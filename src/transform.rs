//! Camera-space to world-space composition of normalized poses.

use crate::pose::PoseMatrix;
use nalgebra::Matrix4;

/// Composes camera-space poses with the camera's world transform
#[derive(Debug, Default, Clone, Copy)]
pub struct SpaceTransformer;

impl SpaceTransformer {
    #[must_use]
    pub fn new() -> Self {
        Self
    }

    /// World transform of the anchor: `camera_world * pose`.
    ///
    /// The camera transform is applied last; the reverse order only agrees
    /// with this one while the camera sits at the identity.
    #[must_use]
    pub fn compose(&self, camera_world: &Matrix4<f32>, pose: &PoseMatrix) -> Matrix4<f32> {
        camera_world * pose.as_matrix()
    }
}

_What to work on:_ What is needed is every line of the records above that contains the word "SpaceTransformer".

_Written response:_
pub struct SpaceTransformer;
impl SpaceTransformer {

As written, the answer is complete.